Parvenu dans le couloir j'ai pu constater qu'en
réalité je n'avais plus tellement affaire au service des maladies internes,
plutôt à la chirurgie, car j'étais recouvert d'œdèmes. Mais puisque je me
trouvais là, j'ai demandé à un infirmier par où on pouvait entrer chez le
professeur. Alors l'infirmier m'a demandé mon livret et il ne voulait pas
croire que je n'en avais pas. Il a dit que ce n'était pas la première fois que
des étudiants impudents tâchaient de se faufiler chez le professeur. Quand j'ai
fini par le convaincre que j'étais un malade, il est devenu très avenant et il
m'a introduit dans l'antichambre de l'amphithéâtre. Lui, il est parti. À
travers la porte j'ai entendu la question méfiante du professeur :
- Êtes-vous sûr que ce n'est pas un
étudiant ?
- Non, Monsieur le Professeur, a dit
l'infirmier. C'est un malade, un vrai malade.
- Dans ce cas, faites-le asseoir derrière le
bureau sur l'estrade, dit le professeur d'une voix tremblante de plaisir.

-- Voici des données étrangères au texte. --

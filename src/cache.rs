//! Memoized lookup cache
//!
//! One map per operation kind (search, detail, episode detail), keyed by the
//! composite [`CacheKey`]. Values store the *outcome* of a call, so an absent
//! result is cached just like a present one and repeated failing lookups stay
//! off the network. Entries live for the owning resolver's lifetime and are
//! never evicted. The cache de-duplicates completed calls only: two
//! concurrent resolutions for the same key may both miss and perform
//! duplicate outbound calls, and last-writer-wins is fine because all writers
//! for a key compute the same deterministic value.

use crate::types::{CanonicalMetadata, EpisodeDetails, MediaKind, Provider, SearchHit};
use std::collections::HashMap;
use std::sync::{Mutex, PoisonError};

/// Operation kind a cache entry belongs to
#[derive(Clone, Copy, Debug, PartialEq, Eq, Hash)]
pub enum Operation {
    /// Search-by-title
    Search,
    /// Detail-by-identifier
    Detail,
    /// Episode-detail lookup
    EpisodeDetail,
}

/// Composite cache key: operation kind, provider, title-or-id, media kind, year
#[derive(Clone, Debug, PartialEq, Eq, Hash)]
pub struct CacheKey {
    op: Operation,
    provider: Provider,
    key: String,
    kind: Option<MediaKind>,
    year: Option<i32>,
}

impl CacheKey {
    /// Key for a search-by-title call
    pub fn search(provider: Provider, query: &str, kind: MediaKind, year: Option<i32>) -> Self {
        Self {
            op: Operation::Search,
            provider,
            key: query.to_string(),
            kind: Some(kind),
            year,
        }
    }

    /// Key for a detail-by-identifier call
    ///
    /// `kind` disambiguates providers whose movie and TV id namespaces
    /// overlap numerically; pass `None` when the id itself is unambiguous.
    pub fn detail(provider: Provider, id: &str, kind: Option<MediaKind>) -> Self {
        Self {
            op: Operation::Detail,
            provider,
            key: id.to_string(),
            kind,
            year: None,
        }
    }

    /// Key for an episode-detail call
    pub fn episode(provider: Provider, id: &str, season: u32, episode: u32) -> Self {
        Self {
            op: Operation::EpisodeDetail,
            provider,
            key: format!("{id}::{season}::{episode}"),
            kind: None,
            year: None,
        }
    }
}

/// Process-lifetime memoization cache for provider lookups
///
/// Owned by the resolver and shared by reference with all call sites; never
/// ambient global state.
#[derive(Debug, Default)]
pub struct LookupCache {
    searches: Mutex<HashMap<CacheKey, Option<SearchHit>>>,
    details: Mutex<HashMap<CacheKey, Option<CanonicalMetadata>>>,
    episodes: Mutex<HashMap<CacheKey, Option<EpisodeDetails>>>,
}

impl LookupCache {
    /// Create an empty cache
    pub fn new() -> Self {
        Self::default()
    }

    /// Look up a cached search outcome; outer `None` means miss.
    pub fn search(&self, key: &CacheKey) -> Option<Option<SearchHit>> {
        lock(&self.searches).get(key).cloned()
    }

    /// Record a search outcome (present or absent).
    pub fn put_search(&self, key: CacheKey, value: Option<SearchHit>) {
        lock(&self.searches).insert(key, value);
    }

    /// Look up a cached detail outcome; outer `None` means miss.
    pub fn detail(&self, key: &CacheKey) -> Option<Option<CanonicalMetadata>> {
        lock(&self.details).get(key).cloned()
    }

    /// Record a detail outcome (present or absent).
    pub fn put_detail(&self, key: CacheKey, value: Option<CanonicalMetadata>) {
        lock(&self.details).insert(key, value);
    }

    /// Look up a cached episode-detail outcome; outer `None` means miss.
    pub fn episode(&self, key: &CacheKey) -> Option<Option<EpisodeDetails>> {
        lock(&self.episodes).get(key).cloned()
    }

    /// Record an episode-detail outcome (present or absent).
    pub fn put_episode(&self, key: CacheKey, value: Option<EpisodeDetails>) {
        lock(&self.episodes).insert(key, value);
    }

    /// Total number of cached outcomes across all operation kinds
    pub fn len(&self) -> usize {
        lock(&self.searches).len() + lock(&self.details).len() + lock(&self.episodes).len()
    }

    /// Whether the cache holds no outcomes at all
    pub fn is_empty(&self) -> bool {
        self.len() == 0
    }
}

// A poisoned lock only means another writer panicked mid-insert; the map
// itself is still usable, so recover the guard instead of propagating.
fn lock<T>(mutex: &Mutex<T>) -> std::sync::MutexGuard<'_, T> {
    mutex.lock().unwrap_or_else(PoisonError::into_inner)
}
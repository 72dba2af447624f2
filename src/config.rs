//! Configuration types for mediameta

use crate::error::{Error, Result};
use serde::{Deserialize, Serialize};
use std::time::Duration;

/// Metadata provider configuration (endpoints, credentials, concurrency)
///
/// Groups settings for the two external providers and the shared outbound
/// request gate. Used as a nested sub-config within [`Config`].
#[derive(Clone, Debug, Serialize, Deserialize)]
pub struct ProviderConfig {
    /// Base URL of the primary (community catalog) provider
    #[serde(default = "default_cinemeta_base_url")]
    pub cinemeta_base_url: String,

    /// Base URL of the secondary (TMDb) provider API
    #[serde(default = "default_tmdb_base_url")]
    pub tmdb_base_url: String,

    /// Base URL for TMDb-hosted image assets
    #[serde(default = "default_tmdb_image_base_url")]
    pub tmdb_image_base_url: String,

    /// Base URL for derived primary-provider artwork
    #[serde(default = "default_metahub_base_url")]
    pub metahub_base_url: String,

    /// TMDb API key (required — validation fails without it)
    #[serde(default)]
    pub tmdb_api_key: String,

    /// Preferred metadata language passed to TMDb (default: "en-US")
    #[serde(default = "default_language")]
    pub language: String,

    /// Release region passed to TMDb movie searches (default: "US")
    #[serde(default = "default_region")]
    pub region: String,

    /// Transport-level timeout for each provider request (default: 15 seconds)
    ///
    /// This is the only timeout in the system; a hung provider call is capped
    /// by it and holds its gate slot until it resolves or times out.
    #[serde(default = "default_request_timeout", with = "duration_serde")]
    pub request_timeout: Duration,

    /// Maximum concurrent outbound provider calls across both providers (default: 12)
    #[serde(default = "default_max_concurrent_requests")]
    pub max_concurrent_requests: usize,
}

impl Default for ProviderConfig {
    fn default() -> Self {
        Self {
            cinemeta_base_url: default_cinemeta_base_url(),
            tmdb_base_url: default_tmdb_base_url(),
            tmdb_image_base_url: default_tmdb_image_base_url(),
            metahub_base_url: default_metahub_base_url(),
            tmdb_api_key: String::new(),
            language: default_language(),
            region: default_region(),
            request_timeout: default_request_timeout(),
            max_concurrent_requests: default_max_concurrent_requests(),
        }
    }
}

/// Batch reconciliation configuration
///
/// Groups settings for the record-store reconciliation passes.
/// Used as a nested sub-config within [`Config`].
#[derive(Clone, Debug, Serialize, Deserialize)]
pub struct ReconcileConfig {
    /// Maximum concurrent reconciliation work units (default: 20)
    ///
    /// Records are pulled from the store cursor in chunks of twice this value
    /// and episode resolutions run in waves of exactly this value.
    #[serde(default = "default_max_concurrent_units")]
    pub max_concurrent_units: usize,

    /// Interval between progress event emissions (default: 2 seconds)
    #[serde(default = "default_progress_interval", with = "duration_serde")]
    pub progress_interval: Duration,
}

impl Default for ReconcileConfig {
    fn default() -> Self {
        Self {
            max_concurrent_units: default_max_concurrent_units(),
            progress_interval: default_progress_interval(),
        }
    }
}

/// Main configuration for mediameta
///
/// Fields are organized into logical sub-configs:
/// - [`providers`](ProviderConfig) — endpoints, credentials, request gate
/// - [`reconcile`](ReconcileConfig) — batch reconciliation tuning
///
/// Sub-config fields are flattened for serialization, so the JSON/TOML
/// format stays un-nested.
#[derive(Clone, Debug, Default, Serialize, Deserialize)]
pub struct Config {
    /// Provider endpoints, credentials, and outbound concurrency
    #[serde(flatten)]
    pub providers: ProviderConfig,

    /// Batch reconciliation settings
    #[serde(flatten)]
    pub reconcile: ReconcileConfig,
}

impl Config {
    /// Validate the configuration, returning the first problem found.
    ///
    /// A missing TMDb API key would leave the secondary provider unable to
    /// answer anything, so it is rejected up front rather than at lookup time.
    pub fn validate(&self) -> Result<()> {
        if self.providers.tmdb_api_key.trim().is_empty() {
            return Err(Error::config("TMDb API key is required", "tmdb_api_key"));
        }
        if self.providers.max_concurrent_requests == 0 {
            return Err(Error::config(
                "max_concurrent_requests must be at least 1",
                "max_concurrent_requests",
            ));
        }
        if self.reconcile.max_concurrent_units == 0 {
            return Err(Error::config(
                "max_concurrent_units must be at least 1",
                "max_concurrent_units",
            ));
        }
        Ok(())
    }
}

fn default_cinemeta_base_url() -> String {
    "https://v3-cinemeta.strem.io".to_string()
}

fn default_tmdb_base_url() -> String {
    "https://api.themoviedb.org/3".to_string()
}

fn default_tmdb_image_base_url() -> String {
    "https://image.tmdb.org/t/p".to_string()
}

fn default_metahub_base_url() -> String {
    "https://images.metahub.space".to_string()
}

fn default_language() -> String {
    "en-US".to_string()
}

fn default_region() -> String {
    "US".to_string()
}

fn default_request_timeout() -> Duration {
    Duration::from_secs(15)
}

fn default_max_concurrent_requests() -> usize {
    12
}

fn default_max_concurrent_units() -> usize {
    20
}

fn default_progress_interval() -> Duration {
    Duration::from_secs(2)
}

// Duration serialization helper (whole seconds)
mod duration_serde {
    use serde::{Deserialize, Deserializer, Serializer};
    use std::time::Duration;

    pub fn serialize<S>(duration: &Duration, serializer: S) -> Result<S::Ok, S::Error>
    where
        S: Serializer,
    {
        serializer.serialize_u64(duration.as_secs())
    }

    pub fn deserialize<'de, D>(deserializer: D) -> Result<Duration, D::Error>
    where
        D: Deserializer<'de>,
    {
        let secs = u64::deserialize(deserializer)?;
        Ok(Duration::from_secs(secs))
    }
}
//! Thin HTTP clients for the two external metadata providers.
//!
//! Both clients share one process-wide counting gate that caps in-flight
//! outbound calls, and both absorb every transport, status, and payload
//! failure into an absent result — failures are logged here and are never
//! fatal to the caller.

pub(crate) mod cinemeta;
pub(crate) mod tmdb;

pub(crate) use cinemeta::CinemetaClient;
pub(crate) use tmdb::TmdbClient;
impl<S: MediaStore + 'static> Reconciler<S> {
    /// Create a reconciler over a store, sharing the resolver's cache across
    /// all work units.
    pub fn new(resolver: Arc<Resolver>, store: Arc<S>, config: Arc<Config>) -> Self {
        let (event_tx, _) = broadcast::channel(64);
        Self {
            resolver,
            store,
            config,
            event_tx,
        }
    }

    /// Subscribe to progress and completion events.
    pub fn subscribe(&self) -> broadcast::Receiver<Event> {
        self.event_tx.subscribe()
    }

    /// Run one full reconciliation pass over every shard.
    ///
    /// Returns `Ok(None)` when the run was cancelled; a cancelled run emits
    /// no completion event and ends silently. Store-level failures inside a
    /// work unit are logged and absorbed; only failures enumerating shards
    /// or opening cursors abort the run.
    pub async fn run(&self, cancel: CancellationToken) -> Result<Option<ReconcileReport>> {
        let started = Instant::now();
        let shards = self.store.shards().await?;

        let mut total = 0u64;
        for &shard in &shards {
            total += self.store.count_movies(shard).await?;
            total += self.store.count_shows(shard).await?;
        }
        tracing::info!(shards = shards.len(), total, "starting metadata reconciliation");

        let done = Arc::new(AtomicU64::new(0));
        let reporter = self.spawn_progress_reporter(Arc::clone(&done), total, started, &cancel);

        let gate = Arc::new(Semaphore::new(self.config.reconcile.max_concurrent_units));
        self.reconcile_movies(&shards, &gate, &done, &cancel).await?;
        if !cancel.is_cancelled() {
            self.reconcile_shows(&shards, &gate, &done, &cancel).await?;
        }

        reporter.abort();

        if cancel.is_cancelled() {
            tracing::info!("reconciliation cancelled");
            return Ok(None);
        }

        let report = ReconcileReport {
            done: done.load(Ordering::Relaxed),
            total,
            elapsed: started.elapsed(),
        };
        tracing::info!(
            done = report.done,
            total = report.total,
            elapsed_secs = report.elapsed.as_secs(),
            "reconciliation finished"
        );
        let _ = self.event_tx.send(Event::Completed {
            done: report.done,
            total: report.total,
            elapsed_secs: report.elapsed.as_secs(),
        });
        Ok(Some(report))
    }

    fn spawn_progress_reporter(
        &self,
        done: Arc<AtomicU64>,
        total: u64,
        started: Instant,
        cancel: &CancellationToken,
    ) -> tokio::task::JoinHandle<()> {
        let event_tx = self.event_tx.clone();
        let interval = self.config.reconcile.progress_interval;
        let cancel = cancel.child_token();
        tokio::spawn(async move {
            let mut ticker = tokio::time::interval(interval);
            ticker.set_missed_tick_behavior(tokio::time::MissedTickBehavior::Skip);
            ticker.tick().await;
            loop {
                tokio::select! {
                    _ = cancel.cancelled() => break,
                    _ = ticker.tick() => {
                        let _ = event_tx.send(Event::Progress {
                            done: done.load(Ordering::Relaxed),
                            total,
                            elapsed_secs: started.elapsed().as_secs(),
                        });
                    }
                }
            }
        })
    }

    async fn reconcile_movies(
        &self,
        shards: &[ShardId],
        gate: &Arc<Semaphore>,
        done: &Arc<AtomicU64>,
        cancel: &CancellationToken,
    ) -> Result<()> {
        let chunk_size = self.config.reconcile.max_concurrent_units * 2;
        for &shard in shards {
            if cancel.is_cancelled() {
                return Ok(());
            }
            let mut cursor = self.store.movies(shard).await?;
            let mut pending = Vec::with_capacity(chunk_size);
            while let Some(record) = cursor.next().await {
                if cancel.is_cancelled() {
                    return Ok(());
                }
                match record {
                    Ok(movie) => pending.push(self.movie_unit(shard, movie, gate, done, cancel)),
                    Err(e) => {
                        tracing::warn!(shard, error = %e, "skipping unreadable movie record");
                        done.fetch_add(1, Ordering::Relaxed);
                    }
                }
                if pending.len() >= chunk_size {
                    join_all(pending.drain(..)).await;
                }
            }
            join_all(pending).await;
        }
        Ok(())
    }

    async fn reconcile_shows(
        &self,
        shards: &[ShardId],
        gate: &Arc<Semaphore>,
        done: &Arc<AtomicU64>,
        cancel: &CancellationToken,
    ) -> Result<()> {
        let chunk_size = self.config.reconcile.max_concurrent_units * 2;
        for &shard in shards {
            if cancel.is_cancelled() {
                return Ok(());
            }
            let mut cursor = self.store.shows(shard).await?;
            let mut pending = Vec::with_capacity(chunk_size);
            while let Some(record) = cursor.next().await {
                if cancel.is_cancelled() {
                    return Ok(());
                }
                match record {
                    Ok(show) => pending.push(self.show_unit(shard, show, gate, done, cancel)),
                    Err(e) => {
                        tracing::warn!(shard, error = %e, "skipping unreadable show record");
                        done.fetch_add(1, Ordering::Relaxed);
                    }
                }
                if pending.len() >= chunk_size {
                    join_all(pending.drain(..)).await;
                }
            }
            join_all(pending).await;
        }
        Ok(())
    }

    async fn movie_unit(
        &self,
        shard: ShardId,
        movie: StoredMovie,
        gate: &Arc<Semaphore>,
        done: &Arc<AtomicU64>,
        cancel: &CancellationToken,
    ) {
        if cancel.is_cancelled() {
            return;
        }
        let Ok(_permit) = gate.acquire().await else {
            return;
        };

        if movie.is_complete() {
            done.fetch_add(1, Ordering::Relaxed);
            return;
        }

        let hint = MediaHint {
            title: movie.title.clone(),
            year: movie.release_year,
            external_id_hint: movie.imdb_id.clone(),
            ..Default::default()
        };
        if let Resolution::Resolved(meta) = self.resolver.resolve_hint(&hint).await {
            let patch = RecordPatch::from_metadata(&meta);
            if let Err(e) = self.store.update_movie(shard, movie.tmdb_id, patch).await {
                tracing::warn!(shard, tmdb_id = movie.tmdb_id, error = %e, "movie update failed");
            }
        } else {
            tracing::debug!(shard, tmdb_id = movie.tmdb_id, title = %movie.title, "movie did not resolve");
        }
        done.fetch_add(1, Ordering::Relaxed);
    }

    async fn show_unit(
        &self,
        shard: ShardId,
        show: StoredShow,
        gate: &Arc<Semaphore>,
        done: &Arc<AtomicU64>,
        cancel: &CancellationToken,
    ) {
        if cancel.is_cancelled() {
            return;
        }
        let Ok(_permit) = gate.acquire().await else {
            return;
        };

        if !show.is_complete() {
            // S1E1 probe: the show-level record comes from an episode
            // resolution, so any concrete episode pins the TV chain.
            let hint = MediaHint {
                title: show.title.clone(),
                year: show.release_year,
                season: Some(1),
                episode: Some(1),
                external_id_hint: show.imdb_id.clone(),
                ..Default::default()
            };
            if let Resolution::Resolved(meta) = self.resolver.resolve_hint(&hint).await {
                let patch = RecordPatch::from_metadata(&meta);
                if let Err(e) = self.store.update_show(shard, show.tmdb_id, patch).await {
                    tracing::warn!(shard, tmdb_id = show.tmdb_id, error = %e, "show update failed");
                }
            } else {
                tracing::debug!(shard, tmdb_id = show.tmdb_id, title = %show.title, "show did not resolve");
            }
        }

        // The permit stays held through the episode waves, so the gate caps
        // shows in flight, episodes included.
        let mut incomplete = Vec::new();
        for season in &show.seasons {
            for episode in &season.episodes {
                if cancel.is_cancelled() {
                    return;
                }
                if !episode.is_complete() {
                    incomplete.push((season.season_number, episode.episode_number));
                }
            }
        }

        let wave_size = self.config.reconcile.max_concurrent_units;
        for wave in incomplete.chunks(wave_size) {
            if cancel.is_cancelled() {
                return;
            }
            join_all(
                wave.iter()
                    .map(|&(season, episode)| self.episode_unit(shard, &show, season, episode)),
            )
            .await;
        }

        // One unit of progress per show, episodes included.
        done.fetch_add(1, Ordering::Relaxed);
    }

    async fn episode_unit(&self, shard: ShardId, show: &StoredShow, season: u32, episode: u32) {
        let hint = MediaHint {
            title: show.title.clone(),
            year: show.release_year,
            season: Some(season),
            episode: Some(episode),
            external_id_hint: show.imdb_id.clone(),
            ..Default::default()
        };
        let Resolution::Resolved(meta) = self.resolver.resolve_hint(&hint).await else {
            tracing::debug!(shard, tmdb_id = show.tmdb_id, season, episode, "episode did not resolve");
            return;
        };
        let Some(patch) = EpisodePatch::from_metadata(&meta) else {
            return;
        };
        if let Err(e) = self
            .store
            .update_episode(shard, show.tmdb_id, season, episode, patch)
            .await
        {
            tracing::warn!(
                shard,
                tmdb_id = show.tmdb_id,
                season,
                episode,
                error = %e,
                "episode update failed"
            );
        }
    }
}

Trois infirmiers sont sortis, ils se sont jetés sur
moi pour m'attacher. On m'a ensuite traîné dans un grand amphithéâtre où
attendaient déjà environ neuf cents étudiants assis – je n'en ai vu que neuf
cents, mais il paraît qu'ils étaient en réalité mille huit cent,
assis, l'un sur la tête de l'autre. Quand on m'eut transporté, les étudiants se
sont mis à rugir et vociférer et à se pousser vers la chaire en claquant des
dents. Mais les infirmiers ont repoussé cette foule et l'un d'entre eux m'a
chuchoté à l'oreille que cela faisait longtemps qu'ils n'avaient pas vu de
malade, parce que cette année il y avait quatre cents étudiants en médecine
pour chaque malade, si bien que les professeurs avaient lancé un appel au
syndicat des artistes de théâtre de bien vouloir livrer quelques comédiens
habiles, capables d'illustrer certaines maladies, afin de pallier une rupture
dans la continuité de l'enseignement.
Alors le professeur est entré.
Les étudiants ont poussé des cris de fauves et ils
ont agité leur livret en l'air.
- Signez, signez ! – c'est le dernier mot
que j'ai entendu avant de constater qu'en réalité ce n'est pas de la chirurgie
que j'aurais eu besoin mais de l'ORL parce que j'étais devenu sourd.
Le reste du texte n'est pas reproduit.